----- Extracted data
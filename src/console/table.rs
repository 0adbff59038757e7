//! Plain-text tables with `+`, `-` and `|` borders.

/// Shortens `s` to at most `max_len` characters, ending in `...` when cut.
#[must_use]
pub fn truncate(s: &str, max_len: usize) -> String {
    if s.chars().count() <= max_len {
        s.to_owned()
    } else {
        let kept: String = s.chars().take(max_len.saturating_sub(3)).collect();
        format!("{kept}...")
    }
}

#[derive(Debug, Clone, Default)]
pub struct Table {
    headers: Vec<String>,
    rows: Vec<Vec<String>>,
}

impl Table {
    #[must_use]
    pub fn new<I, S>(headers: I) -> Self
    where
        I: IntoIterator<Item = S>,
        S: Into<String>,
    {
        Self { headers: headers.into_iter().map(Into::into).collect(), rows: Vec::new() }
    }

    /// Appends a row; missing cells render empty and extra cells are dropped.
    pub fn push<I, S>(&mut self, row: I)
    where
        I: IntoIterator<Item = S>,
        S: Into<String>,
    {
        let mut cells: Vec<String> = row.into_iter().map(Into::into).collect();
        cells.resize(self.headers.len(), String::new());
        self.rows.push(cells);
    }

    #[must_use]
    pub fn render(&self) -> String {
        let widths: Vec<usize> = self
            .headers
            .iter()
            .enumerate()
            .map(|(i, header)| {
                self.rows.iter().map(|row| row[i].chars().count()).chain([header.chars().count()]).max().unwrap_or(0)
            })
            .collect();

        let separator = {
            let mut line = String::from("+");
            for width in &widths {
                line.push_str(&"-".repeat(width + 2));
                line.push('+');
            }
            line.push('\n');
            line
        };

        let format_row = |cells: &[String]| {
            let mut line = String::from("|");
            for (cell, width) in cells.iter().zip(&widths) {
                let pad = width - cell.chars().count();
                line.push(' ');
                line.push_str(cell);
                line.push_str(&" ".repeat(pad + 1));
                line.push('|');
            }
            line.push('\n');
            line
        };

        let mut out = separator.clone();
        out.push_str(&format_row(&self.headers));
        out.push_str(&separator);
        for row in &self.rows {
            out.push_str(&format_row(row));
        }
        out.push_str(&separator);
        out
    }
}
----------
*Exercise requirements:*
Write out exactly those lines running from the line with "let pad = width" to the end of the data above, the first and last included.

*Answer section:*
                let pad = width - cell.chars().count();
                line.push(' ');
                line.push_str(cell);
                line.push_str(&" ".repeat(pad + 1));
                line.push('|');
            }
            line.push('\n');
            line
        };

        let mut out = separator.clone();
        out.push_str(&format_row(&self.headers));
        out.push_str(&separator);
        for row in &self.rows {
            out.push_str(&format_row(row));
        }
        out.push_str(&separator);
        out
    }
}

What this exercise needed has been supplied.